→ YOUR TASK: Output each line of the data word for word, from the first through the line that holds "use Symbol::*;", and leave off whatever follows.

+++++

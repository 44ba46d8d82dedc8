use super::*;
use crate::warning::Warning;

#[track_caller]
fn symbols_with(input: &str, version: Version) -> Vec<Symbol> {
    let mut sink = |_: Warning| {};
    match tokenize(input, &Config::new(version), &mut sink) {
        Ok(tokens) => tokens
            .into_iter()
            .map(|t| t.symbol)
            .filter(|s| !matches!(s, Symbol::DocumentStart | Symbol::EndOfDocument))
            .collect(),
        Err(e) => panic!("failed to tokenize {input:?}: {e:?}"),
    }
}

#[track_caller]
fn symbols(input: &str) -> Vec<Symbol> {
    symbols_with(input, Version::V1_0)
}

#[track_caller]
fn fail_with(input: &str, version: Version) -> Error {
    let mut sink = |_: Warning| {};
    match tokenize(input, &Config::new(version), &mut sink) {
        Ok(tokens) => panic!("expected {input:?} to fail, got {tokens:?}"),
        Err(e) => e,
    }
}

#[track_caller]
fn fail(input: &str) -> ErrorKind {
    fail_with(input, Version::V1_0).kind
}

use Symbol::*;

#[test]
fn key_value_lines() {
    assert_eq!(symbols("a = 1"), [BareKey, Equals, Integer]);
    assert_eq!(
        symbols("a.\"b\" . 'c' = true\n"),
        [BareKey, KeySeparator, QuotedKey, KeySeparator, LiteralKey, Equals, Boolean, Newline]
    );
    assert_eq!(
        symbols("# head\n\nx = 1.5 # tail"),
        [Comment, Newline, Newline, BareKey, Equals, Float, Comment]
    );
}

#[test]
fn every_scalar() {
    let cases = [
        ("\"s\"", BasicString),
        ("'s'", LiteralString),
        ("\"\"\"s\"\"\"", MultilineBasicString),
        ("'''s'''", MultilineLiteralString),
        ("true", Boolean),
        ("1979-05-27T07:32:00Z", OffsetDateTime),
        ("1979-05-27T07:32:00", LocalDateTime),
        ("1979-05-27", LocalDate),
        ("07:32:00", LocalTime),
        ("nan", Float),
        ("6.02e23", Float),
        ("0x1F", Integer),
        ("-12", Integer),
    ];
    for (value, symbol) in cases {
        let input = format!("k = {value}");
        assert_eq!(symbols(&input), [BareKey, Equals, symbol], "input: {input}");
    }
}

#[test]
fn payloads() {
    let mut sink = |_: Warning| {};
    let tokens = tokenize("'k' = \"a\\tb\"", &Config::default(), &mut sink).unwrap();
    assert_eq!(tokens[1].text(), Some("k"));
    assert_eq!(tokens[1].span, Span::new(0, 3));
    assert_eq!(tokens[3].text(), Some("a\tb"));
    assert_eq!(tokens[3].span, Span::new(6, 12));

    let tokens = tokenize("n = 0o17", &Config::default(), &mut sink).unwrap();
    assert_eq!(
        tokens[3].payload,
        Payload::Integer(crate::Integer::new(15, crate::Base::Octal))
    );
}

#[test]
fn headers() {
    assert_eq!(symbols("[a]"), [StartTable, BareKey, EndTable]);
    assert_eq!(
        symbols("[ a . \"b c\" ] # x"),
        [StartTable, BareKey, KeySeparator, QuotedKey, EndTable, Comment]
    );
    assert_eq!(
        symbols("[[fruit.variety]]\nname = 'x'"),
        [
            StartArrayTable,
            BareKey,
            KeySeparator,
            BareKey,
            EndArrayTable,
            Newline,
            BareKey,
            Equals,
            LiteralString
        ]
    );
}

#[test]
fn header_errors() {
    assert!(matches!(fail("[a"), ErrorKind::Expected { found: "eof", .. }));
    assert!(matches!(fail("[a]]"), ErrorKind::Expected { .. }));
    assert!(matches!(fail("[[a]"), ErrorKind::Expected { .. }));
    assert!(matches!(fail("[]"), ErrorKind::Expected { .. }));
    assert!(matches!(fail("[a.]"), ErrorKind::Expected { .. }));
    assert_eq!(
        fail("[a\n]"),
        ErrorKind::UnexpectedNewline { after: "bare key" }
    );
    assert_eq!(
        fail("[\na]"),
        ErrorKind::UnexpectedNewline {
            after: "table header"
        }
    );
}

#[test]
fn arrays() {
    assert_eq!(
        symbols("a = [1, [2], {x = 3},]"),
        [
            BareKey,
            Equals,
            StartArray,
            Integer,
            Separator,
            StartArray,
            Integer,
            EndArray,
            Separator,
            StartInlineTable,
            BareKey,
            Equals,
            Integer,
            EndInlineTable,
            Separator,
            EndArray
        ]
    );
    // newlines vanish inside arrays, comments stay as tokens
    assert_eq!(
        symbols("a = [\n  1, # one\n  2\n]\n"),
        [BareKey, Equals, StartArray, Integer, Separator, Comment, Integer, EndArray, Newline]
    );
    assert_eq!(symbols("a = []"), [BareKey, Equals, StartArray, EndArray]);
}

#[test]
fn array_errors() {
    assert!(matches!(fail("a = [1 2]"), ErrorKind::Expected { .. }));
    assert!(matches!(fail("a = [,]"), ErrorKind::Expected { .. }));
    assert!(matches!(fail("a = [1"), ErrorKind::Expected { found: "eof", .. }));
    assert!(matches!(fail("a = ]"), ErrorKind::Expected { .. }));
}

#[test]
fn inline_tables_by_version() {
    assert_eq!(
        symbols("t = {}"),
        [BareKey, Equals, StartInlineTable, EndInlineTable]
    );
    assert_eq!(fail("t = {\n}"), ErrorKind::MultilineInlineTable);
    assert!(matches!(fail("t = {a = 1,}"), ErrorKind::Expected { .. }));
    assert!(matches!(fail("t = {a = 1 # c\n}"), ErrorKind::Expected { .. }));

    assert_eq!(
        symbols_with("t = {\n  a = 1, # c\n  b = 2,\n}", Version::V1_1),
        [
            BareKey,
            Equals,
            StartInlineTable,
            BareKey,
            Equals,
            Integer,
            Separator,
            Comment,
            BareKey,
            Equals,
            Integer,
            Separator,
            EndInlineTable
        ]
    );
}

#[test]
fn multiline_inline_table_warns_once() {
    let mut seen = Vec::new();
    let mut sink = |w: Warning| seen.push(w);
    let config = Config::new(Version::V1_1);
    tokenize("a = {\nx = 1\n}\nb = {\ny = 2\n}", &config, &mut sink).unwrap();
    assert_eq!(seen.len(), 1);
    assert_eq!(seen[0].kind, WarningKind::MultilineInlineTable);
    assert_eq!(seen[0].span, Span::new(5, 6));
    assert_eq!(seen[0].line_info, Some((0, 5)));
}

#[test]
fn disabled_warnings_are_not_delivered() {
    let mut count = 0;
    let mut sink = |_: Warning| count += 1;
    let config = Config::new(Version::V1_1).without_warning(WarningKind::MultilineInlineTable);
    tokenize("a = {\nx = 1\n}", &config, &mut sink).unwrap();
    assert_eq!(count, 0);
}

#[test]
fn negative_nan_warns() {
    let mut seen = Vec::new();
    let mut sink = |w: Warning| seen.push(w.kind);
    tokenize("a = -nan\nb = -nan", &Config::default(), &mut sink).unwrap();
    assert_eq!(seen, [WarningKind::NegativeNan]);
}

#[test]
fn newline_after_partial_line() {
    let cases = [
        ("a\n= 1", "bare key"),
        ("a.\nb = 1", "key separator"),
        ("a =\n1", "equals sign"),
        ("\"a\"\n= 1", "quoted key"),
    ];
    for (input, after) in cases {
        assert_eq!(
            fail(input),
            ErrorKind::UnexpectedNewline { after },
            "input: {input:?}"
        );
    }
}

#[test]
fn expected_lists_legal_tokens() {
    let err = fail_with("a = 1 b = 2", Version::V1_0);
    assert_eq!(err.span, Span::new(6, 7));
    assert_eq!(err.line_info, Some((0, 6)));
    assert_eq!(
        err.to_string(),
        "expected one of [comment, end of document, newline], found an identifier"
    );

    let err = fail("= 1");
    let ErrorKind::Expected { expected, found } = err else {
        panic!("wrong error kind");
    };
    assert_eq!(found, "an equals");
    assert_eq!(expected.first(), Some(&"comment"));
    assert!(expected.contains(&"bare key"));
}

#[test]
fn keys_cannot_be_multiline_strings() {
    assert_eq!(fail("\"\"\"a\"\"\" = 1"), ErrorKind::MultilineStringKey);
    assert_eq!(fail("'''a''' = 1"), ErrorKind::MultilineStringKey);
}

#[test]
fn comments_reject_control_characters() {
    assert_eq!(fail("# a\u{1}b"), ErrorKind::InvalidCharInComment('\u{1}'));
    assert_eq!(fail("# a\rb"), ErrorKind::InvalidCharInComment('\r'));
    assert_eq!(symbols("# tab\there\r\n"), [Comment, Newline]);
}

#[test]
fn nesting_limit() {
    let config = Config::default().with_max_depth(3);
    let mut sink = |_: Warning| {};
    assert!(tokenize("a = [[[1]]]", &config, &mut sink).is_ok());
    let err = tokenize("a = [[[[1]]]]", &config, &mut sink).unwrap_err();
    assert_eq!(err.kind, ErrorKind::NestingTooDeep(3));
    assert_eq!(err.span, Span::new(7, 8));
    let err = tokenize("a = [{b = [{}]}]", &config, &mut sink).unwrap_err();
    assert_eq!(err.kind, ErrorKind::NestingTooDeep(3));
}

#[test]
fn value_errors_propagate() {
    assert_eq!(fail("a = 012"), ErrorKind::InvalidNumber("leading zeros are not allowed"));
    assert_eq!(fail("a = 1979-13-01"), ErrorKind::InvalidDatetime("month out of range"));
    assert_eq!(fail("a = \"\\q\""), ErrorKind::InvalidEscape('q'));
}

#[test]
fn empty_documents() {
    assert!(symbols("").is_empty());
    assert_eq!(symbols("  \n\t\n"), [Newline, Newline]);
}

+++++

→ RESULT FOR THIS EXERCISE:
repository 44ba46d8d82dedc8
use super::*;
use crate::warning::Warning;

#[track_caller]
fn symbols_with(input: &str, version: Version) -> Vec<Symbol> {
    let mut sink = |_: Warning| {};
    match tokenize(input, &Config::new(version), &mut sink) {
        Ok(tokens) => tokens
            .into_iter()
            .map(|t| t.symbol)
            .filter(|s| !matches!(s, Symbol::DocumentStart | Symbol::EndOfDocument))
            .collect(),
        Err(e) => panic!("failed to tokenize {input:?}: {e:?}"),
    }
}

#[track_caller]
fn symbols(input: &str) -> Vec<Symbol> {
    symbols_with(input, Version::V1_0)
}

#[track_caller]
fn fail_with(input: &str, version: Version) -> Error {
    let mut sink = |_: Warning| {};
    match tokenize(input, &Config::new(version), &mut sink) {
        Ok(tokens) => panic!("expected {input:?} to fail, got {tokens:?}"),
        Err(e) => e,
    }
}

#[track_caller]
fn fail(input: &str) -> ErrorKind {
    fail_with(input, Version::V1_0).kind
}

use Symbol::*;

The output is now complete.